Автор книги: Владислав Отрошенко
Жанр: Биографии и Мемуары, Публицистика
Возрастные ограничения: +18
сообщить о неприемлемом содержимом
Текущая страница: 11 (всего у книги 12 страниц)
Исследовав все 175 километров течения Бренты, я поворачивал дело по-всякому, прикладывал стих Ходасевича и туда и сюда. И везде получалось, что это образец какой-то неслыханной лживости. Парадоксальной лживости, аналога которой не существует, потому что стихотворение, при всем его несовпадении с Брентой, написано с таким проникновенным чувством, на какое могла вдохновить именно реальная Брента, которую Ходасевич словно от кого-то скрывал.
В конце концов для меня стало очевидно, куда и кому было адресовано это стихотворение.
Ходасевич, конечно, прекрасно знал и помнил, когда смотрел на эту речку, что Пушкину так и не случилось выехать за пределы Российской империи, чего он, как известно, мучительно желал на протяжении всей жизни. И в частности, ему не случилось увидеть вот эту проклятую Бренту, о которой он грезил в первой главе «Онегина». Ходасевич поставил в эпиграф пушкинские строки и написал стихотворение как бы о чем-то своем, о «плаще из мокрого брезента», о «прозе в жизни и в стихах». Но краем души он смотрел на тот свет, в сторону Пушкина, ради которого и сочинился этот стих. Ходасевич не был бы великим поэтом, если бы он стал беспардонно восхищаться Брентой под пушкинскими строками, где запечатлелись тоска и неосуществленность.

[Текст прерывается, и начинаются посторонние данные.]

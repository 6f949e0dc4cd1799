//! Environment variable handling and .env file management

use crate::error::{AppError, Result};
use crate::logging::Logger;
use std::path::Path;

/// Environment variable configuration manager
pub struct EnvManager;

impl EnvManager {
    /// Load `path` into the process environment if it exists
    ///
    /// Variables already set in the environment win over the file. Returns
    /// whether a file was loaded.
    pub fn load_env_file(path: &Path, logger: &Logger) -> Result<bool> {
        if !path.exists() {
            logger
                .debug("No .env file found, using defaults and CLI arguments")
                .field("path", path.display().to_string())
                .log();
            return Ok(false);
        }

        dotenv::from_path(path)
            .map_err(|e| AppError::config(format!("Failed to load {}: {}", path.display(), e)))?;

        logger
            .debug("Loaded configuration from .env file")
            .field("path", path.display().to_string())
            .log();
        Ok(true)
    }

    /// Validate one variable's format before it is merged
    pub fn validate_env_var(key: &str, value: &str) -> Result<()> {
        match key {
            "NETDIAG_HOST" => {
                let host = value.trim();
                if host.is_empty() || host.starts_with('-') || host.chars().any(char::is_whitespace) {
                    return Err(AppError::config(format!("Invalid NETDIAG_HOST value '{}'", value)));
                }
            }
            "NETDIAG_PORTS" => {
                let ports = crate::models::config::parse_port_list(value)
                    .map_err(|e| AppError::config(format!("Invalid NETDIAG_PORTS value '{}': {}", value, e)))?;
                if ports.is_empty() || ports.contains(&0) {
                    return Err(AppError::config(format!("NETDIAG_PORTS must list ports between 1 and 65535, got: {}", value)));
                }
            }
            "NETDIAG_PING_COUNT" => {
                let count: u32 = value.trim().parse()
                    .map_err(|e| AppError::config(format!("Invalid NETDIAG_PING_COUNT value '{}': {}", value, e)))?;
                if count == 0 || count > 100 {
                    return Err(AppError::config(format!("NETDIAG_PING_COUNT must be between 1 and 100, got: {}", count)));
                }
            }
            "NETDIAG_TIMEOUT" => {
                let timeout: u64 = value.trim().parse()
                    .map_err(|e| AppError::config(format!("Invalid NETDIAG_TIMEOUT value '{}': {}", value, e)))?;
                if timeout == 0 || timeout > 60 {
                    return Err(AppError::config(format!("NETDIAG_TIMEOUT must be between 1 and 60, got: {}", timeout)));
                }
            }
            "NETDIAG_DNS_SERVERS" => {
                for server in crate::models::config::split_list(value) {
                    server.parse::<std::net::IpAddr>()
                        .map_err(|e| AppError::config(format!("Invalid NETDIAG_DNS_SERVERS entry '{}': {}", server, e)))?;
                }
            }
            "NETDIAG_ENABLE_COLOR" => {
                value.trim().parse::<bool>()
                    .map_err(|e| AppError::config(format!("Invalid NETDIAG_ENABLE_COLOR value '{}': {}", value, e)))?;
            }
            _ => {}
        }

        Ok(())
    }

    /// Check an env file without loading it; `None` when it does not exist
    pub fn check_env_file(path: &Path) -> Result<Option<Vec<String>>> {
        if !path.exists() {
            return Ok(None);
        }

        let content = std::fs::read_to_string(path)
            .map_err(|e| AppError::config(format!("Failed to read {}: {}", path.display(), e)))?;

        let warnings = content
            .lines()
            .map(str::trim)
            .filter(|line| !line.is_empty() && !line.starts_with('#'))
            .filter_map(|line| {
                let (key, value) = line.split_once('=')?;
                Self::validate_env_var(key.trim(), value.trim())
                    .err()
                    .map(|e| format!("Line '{}': {}", line, e))
            })
            .collect();

        Ok(Some(warnings))
    }
}

#[cfg(test)]
mod tests {
    use super::*;
    use std::io::Write;
    use tempfile::NamedTempFile;

    #[test]
    fn test_validate_env_var() {
        assert!(EnvManager::validate_env_var("NETDIAG_HOST", "example.com").is_ok());
        assert!(EnvManager::validate_env_var("NETDIAG_PORTS", "80, 443").is_ok());
        assert!(EnvManager::validate_env_var("NETDIAG_PING_COUNT", "4").is_ok());
        assert!(EnvManager::validate_env_var("NETDIAG_TIMEOUT", "2").is_ok());
        assert!(EnvManager::validate_env_var("NETDIAG_DNS_SERVERS", "1.1.1.1,::1").is_ok());
        assert!(EnvManager::validate_env_var("NETDIAG_ENABLE_COLOR", "false").is_ok());
        assert!(EnvManager::validate_env_var("UNRELATED", "anything").is_ok());

        assert!(EnvManager::validate_env_var("NETDIAG_HOST", "two words").is_err());
        assert!(EnvManager::validate_env_var("NETDIAG_HOST", "-f").is_err());
        assert!(EnvManager::validate_env_var("NETDIAG_PORTS", "0").is_err());
        assert!(EnvManager::validate_env_var("NETDIAG_PORTS", "http").is_err());
        assert!(EnvManager::validate_env_var("NETDIAG_PING_COUNT", "101").is_err());
        assert!(EnvManager::validate_env_var("NETDIAG_TIMEOUT", "0").is_err());
        assert!(EnvManager::validate_env_var("NETDIAG_DNS_SERVERS", "dns.google").is_err());
        assert!(EnvManager::validate_env_var("NETDIAG_ENABLE_COLOR", "maybe").is_err());
    }

    #[test]
    fn test_missing_env_file_is_not_an_error() {
        let dir = tempfile::tempdir().unwrap();
        let path = dir.path().join(".env");
        assert!(!EnvManager::load_env_file(&path, &Logger::new("test")).unwrap());
        assert!(EnvManager::check_env_file(&path).unwrap().is_none());
    }

    #[test]
    fn test_check_env_file_reports_bad_lines() {
        let mut file = NamedTempFile::new().unwrap();
        writeln!(file, "# comment").unwrap();
        writeln!(file, "NETDIAG_PING_COUNT=4").unwrap();
        writeln!(file, "NETDIAG_TIMEOUT=600").unwrap();

        let warnings = EnvManager::check_env_file(file.path()).unwrap().unwrap();
        assert_eq!(warnings.len(), 1);
        assert!(warnings[0].contains("NETDIAG_TIMEOUT=600"));
    }
}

Но здесь проступает нечто бо́льшее, чем величие поэта. Это был один из самых совестливых и самых героических поступков в истории русской поэзии. Наперекор всякой реальности Ходасевич из высшей поэтической доблести и милосердия сочинил для Пушкина лживый образ не увиденной им речки. И сотворил это послание с полной вдохновенностью, с полной верой в рыжесть и ничтожность речонки.
Точное содержание этого послания теперь не так уж и важно для нас. Важно другое. Дело Бренты доказывает, что между поэтами устраняются время, пространство и смерть.
Но если говорить о содержании послания, то смысл его примерно такой: «Не расстраивайся, брат Александр Сергеевич, говно эта речка!»…
Стихотворение «Брента», надо заметить, было окончено Ходасевичем ровно через сто лет после того, как Пушкин написал первую главу «Онегина». Еще через десять лет, в статье «О чтении Пушкина» Ходасевич сказал: «Поэзия есть преображение действительности, самой конкретной».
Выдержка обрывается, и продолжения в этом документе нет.